• About this exercise:
For the data below, report only the number of lines containing the string "Spanned".

• Provided data:
* * * * * * * * *

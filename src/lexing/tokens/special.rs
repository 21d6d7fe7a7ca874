//!
//! ## Utility characters
//! Voice overlays, system breaks, spacers, the backslash,
//! and the `C`/`C|` meter literals.
//!

use abc_scanner_macros::AbcRef;

use crate::lexing::{
    classify::{is_identifier_continue, is_newline, is_whitespace},
    utils::Lexer,
    TokenKind,
};

use super::letter::{finish_letter, Run};

fn scan_char(lx: &mut Lexer<'_>, ch: char, kind: TokenKind) -> bool {
    if !lx.valid(kind) || !lx.eat(ch) {
        return false;
    }

    lx.emit(kind)
}

///
/// `&` within a bar, overlaying a second voice.
///
#[AbcRef("Voice overlay", "abc:standard:v2.1:voice_overlay")]
pub fn scan_voice_overlay(lx: &mut Lexer<'_>) -> bool {
    scan_char(lx, '&', TokenKind::VoiceOverlay)
}

pub fn scan_ampersand(lx: &mut Lexer<'_>) -> bool {
    scan_char(lx, '&', TokenKind::Ampersand)
}

///
/// `&`, as whichever acceptable kind comes first:
/// an overlay, a bare ampersand, or a voice separator.
///
pub fn scan_ampersand_family(lx: &mut Lexer<'_>) -> bool {
    let kind = [TokenKind::VoiceOverlay, TokenKind::Ampersand, TokenKind::Voice]
        .into_iter()
        .find(|kind| lx.valid(*kind));

    match kind {
        Some(kind) => scan_char(lx, '&', kind),
        None => false,
    }
}

///
/// `$`: a forced line break in the score.
///
pub fn scan_system_break(lx: &mut Lexer<'_>) -> bool {
    scan_char(lx, '$', TokenKind::SystemBreak)
}

#[AbcRef("Spacer", "abc:standard:v2.1:typesetting_extra_space")]
pub fn scan_y_spacer(lx: &mut Lexer<'_>) -> bool {
    scan_char(lx, 'y', TokenKind::YSpacer)
}

///
/// `` ` ``: beams notes together without spacing them apart.
///
pub fn scan_backtick_spacer(lx: &mut Lexer<'_>) -> bool {
    scan_char(lx, '`', TokenKind::BacktickSpacer)
}

///
/// Spacers. `y` still opens a field when a colon follows it.
///
pub fn scan_spacer(lx: &mut Lexer<'_>) -> bool {
    match lx.peek() {
        Some('y') if lx.valid(TokenKind::YSpacer) => {
            let _ = lx.take();
            finish_letter(lx, 'y', &[(TokenKind::YSpacer, Run::Single)])
        }
        Some('`') => scan_backtick_spacer(lx),
        _ => false,
    }
}

pub fn scan_line_continuation(lx: &mut Lexer<'_>) -> bool {
    scan_char(lx, '\\', TokenKind::LineContinuation)
}

///
/// `\` escapes the character after it, except before a newline,
/// where it continues the line.
///
pub fn scan_backslash(lx: &mut Lexer<'_>) -> bool {
    if !lx.eat('\\') {
        return false;
    }

    lx.mark_end();

    if lx.valid(TokenKind::EscapedChar) && lx.upcoming(|ch| !is_newline(ch)) {
        let _ = lx.take();
        return lx.emit(TokenKind::EscapedChar);
    }

    let kind = if lx.valid(TokenKind::LineContinuation) {
        TokenKind::LineContinuation
    } else if lx.valid(TokenKind::EscapedChar) {
        TokenKind::EscapedChar
    } else {
        return false;
    };

    lx.accept(kind)
}

fn ends_special_literal(lx: &Lexer<'_>) -> bool {
    lx.at_end() || lx.upcoming(|ch| is_whitespace(ch) || is_newline(ch) || ch == ']')
}

///
/// `C` (common time) or `C|` (cut time), standing alone.
///
#[AbcRef("M: meter", "abc:standard:v2.1:mmeter")]
pub fn scan_special_literal(lx: &mut Lexer<'_>) -> bool {
    if !lx.valid(TokenKind::SpecialLiteral) || !lx.eat('C') {
        return false;
    }

    lx.eat('|');
    ends_special_literal(lx) && lx.emit(TokenKind::SpecialLiteral)
}

///
/// A meter literal, or else the word or field value the `C` starts.
///
pub fn scan_special_literal_or_text(lx: &mut Lexer<'_>) -> bool {
    if !lx.eat('C') {
        return false;
    }

    lx.mark_end();
    let piped = lx.eat('|');

    if ends_special_literal(lx) {
        return lx.emit(TokenKind::SpecialLiteral);
    }

    if !piped && lx.valid(TokenKind::Identifier) {
        lx.take_while(is_identifier_continue);
        return lx.emit(TokenKind::Identifier);
    }

    if lx.valid(TokenKind::InfoString) {
        lx.take_until(is_newline);
        return lx.emit(TokenKind::InfoString);
    }

    lx.valid(TokenKind::Identifier) && lx.accept(TokenKind::Identifier)
}

#[cfg(test)]
mod tests {
    use crate::lexing::{
        utils::probe::{assert_none, assert_token, probe, probe_only},
        TokenKind,
    };

    use super::*;

    #[test]
    fn ampersands() {
        assert_token(&probe("&", scan_voice_overlay), TokenKind::VoiceOverlay, 1);
        assert_token(&probe("&", scan_ampersand), TokenKind::Ampersand, 1);
        assert_token(&probe("&", scan_ampersand_family), TokenKind::VoiceOverlay, 1);

        let p = probe_only("&", &[TokenKind::Voice, TokenKind::Ampersand], scan_ampersand_family);
        assert_token(&p, TokenKind::Ampersand, 1);

        assert_none(&probe("A", scan_ampersand_family), 0);
    }

    #[test]
    fn breaks_and_spacers() {
        assert_token(&probe("$", scan_system_break), TokenKind::SystemBreak, 1);
        assert_token(&probe("y", scan_y_spacer), TokenKind::YSpacer, 1);
        assert_token(&probe("`", scan_backtick_spacer), TokenKind::BacktickSpacer, 1);
        assert_none(&probe("A", scan_system_break), 0);
        assert_none(&probe("A", scan_y_spacer), 0);

        assert_token(&probe("yA", scan_spacer), TokenKind::YSpacer, 1);
        assert_token(&probe("y:", scan_spacer), TokenKind::InfoHeader, 2);
        assert_none(&probe_only("y", &[TokenKind::BacktickSpacer], scan_spacer), 0);
    }

    #[test]
    fn backslashes() {
        assert_token(&probe("\\", scan_line_continuation), TokenKind::LineContinuation, 1);

        let both = [TokenKind::EscapedChar, TokenKind::LineContinuation];
        assert_token(&probe_only("\\n", &both, scan_backslash), TokenKind::EscapedChar, 2);
        assert_token(&probe_only("\\\n", &both, scan_backslash), TokenKind::LineContinuation, 1);

        let p = probe_only("\\n", &[TokenKind::LineContinuation], scan_backslash);
        assert_token(&p, TokenKind::LineContinuation, 1);
    }

    #[test]
    fn meter_literals() {
        assert_token(&probe("C", scan_special_literal), TokenKind::SpecialLiteral, 1);
        assert_token(&probe("C|\n", scan_special_literal), TokenKind::SpecialLiteral, 2);
        assert_token(&probe("C]", scan_special_literal), TokenKind::SpecialLiteral, 1);
        assert_token(&probe("C| ", scan_special_literal), TokenKind::SpecialLiteral, 2);
        assert_none(&probe("Cm", scan_special_literal), 1);
        assert_none(&probe("A", scan_special_literal), 0);
    }

    #[test]
    fn meter_literal_fallbacks() {
        let words = [TokenKind::SpecialLiteral, TokenKind::Identifier];
        let p = probe_only("Cmaj", &words, scan_special_literal_or_text);
        assert_token(&p, TokenKind::Identifier, 4);

        let text = [TokenKind::SpecialLiteral, TokenKind::InfoString];
        let p = probe_only("C|2 x\n", &text, scan_special_literal_or_text);
        assert_token(&p, TokenKind::InfoString, 5);

        let p = probe_only("C|2", &words, scan_special_literal_or_text);
        assert!(p.matched);
        assert_eq!(p.end, Some(1));
    }
}
//!
//! Sub-scanners, one module per family of tokens.
//!
//! Each is a `fn(&mut Lexer) -> bool`: it either reports a token
//! (marking its end) or reports nothing, possibly having taken
//! characters it cannot give back.
//!

pub mod barline;
pub mod bracket;
pub mod comment;
pub mod directive;
pub mod info;
pub mod letter;
pub mod line_terminator;
pub mod lyrics;
pub mod pitch;
pub mod punctuation;
pub mod repeat;
pub mod rhythm;
pub mod special;
pub mod symbol;
pub mod symbol_line;
pub mod tuplet;
pub mod user_macro;
pub mod whitespace;
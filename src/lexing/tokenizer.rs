//!
//! Drives the dispatcher over a whole [Source], standing in for
//! the grammar engine: it asks a [SymbolMask] what is valid before
//! each call and resumes at the end of each token.
//!

use abc_scanner_macros::Spanned;
use thiserror::Error;
use tracing::trace;

use crate::common::{Loc, Source, Span};

use super::{dispatch, utils::SourceStream, ScannerState, TokenKind, ValidSymbols};

///
/// A token and where it sits in the source.
///
#[derive(Debug, Clone, Copy, PartialEq, Eq, Spanned)]
pub struct Lexeme {
    pub kind: TokenKind,
    pub span: Span,
}

///
/// How many characters of context a [LexError] quotes.
///
const NEAR_LEN: usize = 16;

#[derive(Debug, Clone, Error, PartialEq, Eq)]
pub enum LexError {
    #[error("No token could be produced on line {line}, near {near:?}")]
    NoToken {
        span: Span,
        line: u16,
        near: String,
    },

    #[error("{kind} token on line {line} is empty; lexing would not progress")]
    Stalled { kind: TokenKind, span: Span, line: u16 },
}

impl LexError {
    pub fn span(&self) -> Span {
        match self {
            LexError::NoToken { span, .. } | LexError::Stalled { span, .. } => *span,
        }
    }
}

///
/// Decides which kinds are valid for the next call.
///
pub trait SymbolMask {
    ///
    /// Called once before every scan, with the kind of the token
    /// produced by the previous call (`None` on the first).
    ///
    fn valid_symbols(&mut self, state: &ScannerState, previous: Option<TokenKind>) -> ValidSymbols;
}

///
/// The same kinds, every time.
///
impl SymbolMask for ValidSymbols {
    fn valid_symbols(&mut self, _: &ScannerState, _: Option<TokenKind>) -> ValidSymbols {
        *self
    }
}

impl<F> SymbolMask for F
where
    F: FnMut(&ScannerState, Option<TokenKind>) -> ValidSymbols,
{
    fn valid_symbols(&mut self, state: &ScannerState, previous: Option<TokenKind>) -> ValidSymbols {
        self(state, previous)
    }
}

///
/// Yields [Lexeme]s until EOF or the first failed call.
///
pub struct Tokenizer<'a, S: Source, M: SymbolMask> {
    stream: SourceStream<'a, S>,
    state: ScannerState,
    mask: M,
    previous: Option<TokenKind>,
    done: bool,
}

impl<'a, S: Source, M: SymbolMask> Tokenizer<'a, S, M> {
    pub fn new(source: &'a S, mask: M) -> Self {
        Self::with_state(source, ScannerState::new(), mask)
    }

    ///
    /// Starts from a given state, e.g. one restored from a snapshot.
    ///
    pub fn with_state(source: &'a S, state: ScannerState, mask: M) -> Self {
        Self {
            stream: SourceStream::new(source),
            state,
            mask,
            previous: None,
            done: false,
        }
    }

    pub fn state(&self) -> &ScannerState {
        &self.state
    }

    fn near(&self, at: Loc) -> String {
        self.stream
            .source()
            .characters()
            .get(usize::from(at)..)
            .unwrap_or_default()
            .iter()
            .take(NEAR_LEN)
            .collect()
    }
}

impl<'a, S: Source, M: SymbolMask> Iterator for Tokenizer<'a, S, M> {
    type Item = Result<Lexeme, LexError>;

    fn next(&mut self) -> Option<Self::Item> {
        if self.done {
            return None;
        }

        self.stream.begin_token();
        let at = self.stream.index();
        let valid = self.mask.valid_symbols(&self.state, self.previous);

        let matched = dispatch::scan(&mut self.state, &mut self.stream, &valid);
        let token = self.stream.finish_token().filter(|_| matched);

        let Some((kind, span)) = token else {
            self.done = true;
            return Some(Err(LexError::NoToken {
                span: Span::new(at, at),
                line: self.state.line_number,
                near: self.near(at),
            }));
        };

        trace!(%kind, ?span, "lexeme");

        if kind == TokenKind::Eof {
            self.done = true;
        } else if span.is_empty() && span.end() <= at {
            self.done = true;
            return Some(Err(LexError::Stalled {
                kind,
                span,
                line: self.state.line_number,
            }));
        }

        self.previous = Some(kind);
        Some(Ok(Lexeme { kind, span }))
    }
}

impl<'a, S: Source, M: SymbolMask> std::iter::FusedIterator for Tokenizer<'a, S, M> {}
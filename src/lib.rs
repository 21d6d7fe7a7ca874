//!
//! ## abc-scanner
//!
//! An external token scanner for [ABC music notation](https://abcnotation.com/wiki/abc:standard:v2.1),
//! built to sit underneath an incremental grammar engine.
//!
//! The engine calls [lexing::scan] once per token, telling it which
//! [lexing::TokenKind]s are acceptable; the scanner produces at most one.
//! Between calls, the engine snapshots the tiny [lexing::ScannerState]
//! so lexing can restart anywhere after an edit.
//!
//! * [lexing] holds the token scanners and their dispatcher,
//! * [ffi] exposes them through the engine's C ABI,
//! * [common] provides source text, spans and locations.
//!

pub mod common;
pub mod ffi;
pub mod lexing;
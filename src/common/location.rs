//!
//! Positions in ABC text: [Loc] for one character, [Span] for a token.
//!
//! Both count characters, not bytes, the same way the grammar
//! engine's lexer steps through its input.
//!

use std::ops::Range;

///
/// Index of a character in the source text.
///
#[derive(Debug, Clone, Copy, PartialEq, Eq, PartialOrd, Ord, Hash, Default)]
pub struct Loc(pub(crate) usize);

impl From<usize> for Loc {
    fn from(value: usize) -> Self {
        Self(value)
    }
}

impl From<Loc> for usize {
    fn from(value: Loc) -> Self {
        value.0
    }
}

///
/// Characters `start..end` of the source, as covered by one token.
///
#[derive(Debug, Clone, Copy, PartialEq, Eq, PartialOrd, Ord, Hash)]
pub struct Span {
    pub(crate) start: Loc,
    pub(crate) end: Loc,
}

impl Span {
    ///
    /// An `end` before `start` collapses to an empty span at `start`.
    ///
    pub fn new(start: impl Into<Loc>, end: impl Into<Loc>) -> Self {
        let (start, end) = (start.into(), end.into());
        Self {
            start,
            end: end.max(start),
        }
    }

    pub fn start(&self) -> Loc {
        self.start
    }

    ///
    /// Exclusive end.
    ///
    pub fn end(&self) -> Loc {
        self.end
    }

    ///
    /// A zero-width span, as only EOF produces.
    ///
    pub fn is_empty(&self) -> bool {
        self.start == self.end
    }

    pub fn as_range(&self) -> Range<usize> {
        self.start.0..self.end.0
    }
}

///
/// Anything that knows which characters it came from.
///
pub trait Spanned {
    fn span(&self) -> Span;
}

impl Spanned for Span {
    fn span(&self) -> Span {
        *self
    }
}

#[cfg(test)]
mod tests {
    use super::{Loc, Span};

    #[test]
    fn backwards_spans_collapse() {
        let span = Span::new(4usize, 2usize);
        assert_eq!(span.start(), Loc(4));
        assert!(span.is_empty());
        assert_eq!(span.as_range(), 4..4);
    }

    #[test]
    fn token_ranges() {
        let span = Span::new(2usize, 7usize);
        assert!(!span.is_empty());
        assert_eq!(span.as_range(), 2..7);
        assert_eq!(usize::from(span.end()), 7);
    }
}
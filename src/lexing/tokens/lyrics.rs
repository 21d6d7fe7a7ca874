//!
//! ## Lyrics
//! `w:` lines aligned with the notes above them, and `W:` lines
//! printed after the tune.
//!

use abc_scanner_macros::AbcRef;

use crate::lexing::{
    classify::{is_newline, is_whitespace},
    utils::Lexer,
    TokenKind,
};

use super::letter::scan_header;

///
/// Characters with a meaning of their own on a lyric line.
///
fn is_lyric_special(ch: char) -> bool {
    matches!(ch, '-' | '_' | '*' | '~' | '|' | '\\' | '%')
}

pub fn is_lyric_text(ch: char) -> bool {
    !(is_lyric_special(ch) || is_whitespace(ch) || is_newline(ch))
}

#[AbcRef("Lyrics", "abc:standard:v2.1:lyrics")]
pub fn scan_lyric_header(lx: &mut Lexer<'_>) -> bool {
    scan_header(lx, |ch| ch == 'w', TokenKind::LyricHeader, &[])
}

pub fn scan_lyric_section_header(lx: &mut Lexer<'_>) -> bool {
    scan_header(lx, |ch| ch == 'W', TokenKind::LyricSectionHeader, &[])
}

///
/// A syllable.
///
pub fn scan_lyric_text(lx: &mut Lexer<'_>) -> bool {
    if !lx.valid(TokenKind::LyricText) || lx.take_while(is_lyric_text) == 0 {
        return false;
    }

    lx.emit(TokenKind::LyricText)
}

fn scan_marker(lx: &mut Lexer<'_>, ch: char, kind: TokenKind) -> bool {
    if !lx.valid(kind) || !lx.eat(ch) {
        return false;
    }

    lx.emit(kind)
}

///
/// `_`: the previous syllable is held for one more note.
///
pub fn scan_lyric_underscore(lx: &mut Lexer<'_>) -> bool {
    scan_marker(lx, '_', TokenKind::LyricUnderscore)
}

pub fn scan_lyric_hyphen(lx: &mut Lexer<'_>) -> bool {
    scan_marker(lx, '-', TokenKind::LyricHyphen)
}

///
/// `*`: one note is skipped.
///
pub fn scan_lyric_star(lx: &mut Lexer<'_>) -> bool {
    scan_marker(lx, '*', TokenKind::LyricStar)
}

///
/// `~`: a space that keeps two words under one note.
///
pub fn scan_lyric_space(lx: &mut Lexer<'_>) -> bool {
    scan_marker(lx, '~', TokenKind::LyricSpace)
}

pub fn is_lyric_start(ch: char) -> bool {
    is_lyric_text(ch) || matches!(ch, '-' | '_' | '*' | '~')
}

pub fn scan_lyrics(lx: &mut Lexer<'_>) -> bool {
    match lx.peek() {
        Some('_') => scan_lyric_underscore(lx),
        Some('-') => scan_lyric_hyphen(lx),
        Some('*') => scan_lyric_star(lx),
        Some('~') => scan_lyric_space(lx),
        Some(_) => scan_lyric_text(lx),
        None => false,
    }
}
//!
//! Common utilities: source text, locations and spans.
//!

pub mod file;
pub mod location;
pub mod source;

pub use file::{LineColumn, SourceFile};
pub use location::*;
pub use source::*;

* * * * * * * * *

• Task solution:
4